Among the key players is Cardinal Giovanni Benelli, portrayed by Briton David Suchet, best known for his role as Agatha Christie’s Poirot. Unlike the lovable detective, the scheming cardinal seems ruthless in his pursuit of power, until the death of his friend, John Paul I, after just 33 days as pope.

“I made him pope, and I abandoned him,” confesses Benelli, who pushed his fellow cardinals into selecting the fellow Italian.

The suspicious circumstances surrounding the death lead Benelli and others to investigate the possibility that the pope was murdered. The cardinals are torn between pursuing the truth and avoiding a public relations nightmare. Their differing views on the Second Vatican Council, contraception and more church policies further exacerbate the rifts among them.

Suchet successfully softens the character of Benelli, as he suffers guilt from pursuing his personal ambitions rather than supporting his friend. Guilt turns to doubt and a crisis of faith, and Suchet is convincing as a man facing these questions perhaps for the first time.

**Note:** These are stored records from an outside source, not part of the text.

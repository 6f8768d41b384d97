use super::{CatalogError, DevfileCatalog, DevfileType};
use async_trait::async_trait;
use serde::Deserialize;
use std::collections::BTreeMap;
use std::time::Duration;
use tracing::debug;

const SAMPLE_INDEX_PATH: &str = "index/sample";

#[derive(Debug, Clone, Default, Deserialize)]
#[serde(rename_all = "camelCase")]
pub struct RegistryIndexEntry {
    pub name: String,
    #[serde(default)]
    pub display_name: String,
    #[serde(default)]
    pub language: String,
    #[serde(default)]
    pub project_type: String,
    #[serde(default)]
    pub tags: Vec<String>,
    #[serde(default)]
    pub git: Option<GitSource>,
    #[serde(default)]
    pub versions: Vec<SampleVersion>,
}

#[derive(Debug, Clone, Default, Deserialize)]
pub struct GitSource {
    #[serde(default)]
    pub remotes: BTreeMap<String, String>,
}

#[derive(Debug, Clone, Default, Deserialize)]
pub struct SampleVersion {
    #[serde(default)]
    pub default: bool,
    #[serde(default)]
    pub git: Option<GitSource>,
}

impl RegistryIndexEntry {
    /// `origin` if present, otherwise the first remote by name. Entries
    /// without a top-level `git` fall back to the default version's remotes.
    pub fn repository(&self) -> Option<&str> {
        let git = self.git.as_ref().or_else(|| {
            self.versions
                .iter()
                .find(|v| v.default)
                .or_else(|| self.versions.first())
                .and_then(|v| v.git.as_ref())
        })?;

        git.remotes
            .get("origin")
            .or_else(|| git.remotes.values().next())
            .map(String::as_str)
    }

    fn to_devfile_type(&self) -> DevfileType {
        DevfileType {
            name: self.name.clone(),
            language: self.language.clone(),
            project_type: self.project_type.clone(),
            tags: self.tags.clone(),
        }
    }
}

/// Catalog backed by a devfile registry's sample index
pub struct RegistryCatalog {
    client: reqwest::Client,
}

impl RegistryCatalog {
    pub fn new(timeout: Duration) -> Result<Self, CatalogError> {
        let client = reqwest::Client::builder()
            .timeout(timeout)
            .build()
            .map_err(|e| CatalogError::Unreachable {
                url: String::new(),
                message: format!("failed to build HTTP client: {}", e),
            })?;
        Ok(Self { client })
    }

    pub fn index_url(registry_url: &str) -> String {
        format!("{}/{}", registry_url.trim_end_matches('/'), SAMPLE_INDEX_PATH)
    }

    pub async fn sample_index(
        &self,
        registry_url: &str,
    ) -> Result<Vec<RegistryIndexEntry>, CatalogError> {
        let url = Self::index_url(registry_url);
        let unreachable = |message: String| CatalogError::Unreachable {
            url: url.clone(),
            message,
        };

        let response = self
            .client
            .get(&url)
            .send()
            .await
            .map_err(|e| unreachable(e.to_string()))?;
        if !response.status().is_success() {
            return Err(unreachable(format!("HTTP {}", response.status())));
        }

        let entries: Vec<RegistryIndexEntry> =
            response
                .json()
                .await
                .map_err(|e| CatalogError::InvalidIndex {
                    url: url.clone(),
                    message: e.to_string(),
                })?;

        debug!(url = %url, samples = entries.len(), "Fetched registry sample index");
        Ok(entries)
    }
}

#[async_trait]
impl DevfileCatalog for RegistryCatalog {
    async fn devfile_types(&self, registry_url: &str) -> Result<Vec<DevfileType>, CatalogError> {
        let index = self.sample_index(registry_url).await?;
        Ok(index.iter().map(RegistryIndexEntry::to_devfile_type).collect())
    }

    async fn sample_repository(
        &self,
        sample: &str,
        registry_url: &str,
    ) -> Result<String, CatalogError> {
        let index = self.sample_index(registry_url).await?;
        let entry = index
            .iter()
            .find(|entry| entry.name == sample)
            .ok_or_else(|| CatalogError::UnknownSample {
                name: sample.to_string(),
            })?;

        entry
            .repository()
            .map(str::to_string)
            .ok_or_else(|| CatalogError::NoRepository {
                name: sample.to_string(),
            })
    }
}

#[cfg(test)]
mod tests {
    use super::*;

    const INDEX: &str = r#"[
      {
        "name": "nodejs-basic",
        "displayName": "Basic Node.js",
        "type": "sample",
        "tags": ["NodeJS", "Express"],
        "projectType": "Node.js",
        "language": "JavaScript",
        "git": {"remotes": {"origin": "https://github.com/nodeshift-starters/devfile-sample.git"}}
      },
      {
        "name": "java-springboot-basic",
        "language": "Java",
        "projectType": "springboot",
        "tags": ["Java", "Spring"],
        "versions": [
          {"version": "1.0.0", "git": {"remotes": {"origin": "https://github.com/old/springboot"}}},
          {"version": "2.0.0", "default": true, "git": {"remotes": {"upstream": "https://github.com/devfile-samples/devfile-sample-java-springboot-basic"}}}
        ]
      },
      {"name": "no-git", "language": "Go"}
    ]"#;

    fn index() -> Vec<RegistryIndexEntry> {
        serde_json::from_str(INDEX).unwrap()
    }

    #[test]
    fn test_index_url() {
        assert_eq!(
            RegistryCatalog::index_url("https://registry.devfile.io/"),
            "https://registry.devfile.io/index/sample"
        );
    }

    #[test]
    fn test_repository_prefers_origin() {
        let index = index();
        assert_eq!(
            index[0].repository(),
            Some("https://github.com/nodeshift-starters/devfile-sample.git")
        );
    }

    #[test]
    fn test_repository_from_default_version() {
        let index = index();
        assert_eq!(
            index[1].repository(),
            Some("https://github.com/devfile-samples/devfile-sample-java-springboot-basic")
        );
    }

    #[test]
    fn test_repository_missing() {
        assert_eq!(index()[2].repository(), None);
    }

    #[test]
    fn test_devfile_type_conversion() {
        let types: Vec<DevfileType> = index()
            .iter()
            .map(RegistryIndexEntry::to_devfile_type)
            .collect();
        assert_eq!(
            types[0],
            DevfileType::new("nodejs-basic", "JavaScript", "Node.js", &["NodeJS", "Express"])
        );
        assert_eq!(types[2].project_type, "");
    }

    #[tokio::test]
    async fn test_unreachable_registry() {
        let catalog = RegistryCatalog::new(Duration::from_secs(2)).unwrap();
        let result = catalog.devfile_types("http://127.0.0.1:1").await;
        assert!(matches!(result, Err(CatalogError::Unreachable { .. })));
    }
}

But it is the cheerful Cardinal Albino Luciani, played by Richard O’Callaghan, who wins over the audience. As the first act cuts among dozens of short scenes to set up the story and the church administrators are arrogant and self-centered, Luciani’s character serves as the sole sympathetic figure. Funny and well meaning, the cardinal who becomes Pope John Paul I brings hope that they are not all bad.

Yet his reign is too short for history or the audience to determine if he was naïve or clever. The viewer is left to consider the strange events following his death: no autopsy, a false press release, no official investigation. While Benelli was apparently affected by the death, his fellow cardinals seem to continue as normal, strategizing and negotiating to get to the top.

Is it possible to run a global church otherwise? That was the talk for the drive home.

The Last Confession is playing at the Ahmanson Theater in Los Angeles through July 6. Tickets start at $35.